Exercise: Lines containing the word "Migrator" are the ones to copy from the records below.
Exercise materials START
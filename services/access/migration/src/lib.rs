use sea_orm_migration::prelude::*;

mod m20260805_000001_create_profiles;
mod m20260805_000002_create_role_assignments;

pub struct Migrator;

#[async_trait::async_trait]
impl MigratorTrait for Migrator {
    fn migrations() -> Vec<Box<dyn MigrationTrait>> {
        vec![
            Box::new(m20260805_000001_create_profiles::Migration),
            Box::new(m20260805_000002_create_role_assignments::Migration),
        ]
    }
}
Exercise materials END
Response:
pub struct Migrator;
impl MigratorTrait for Migrator {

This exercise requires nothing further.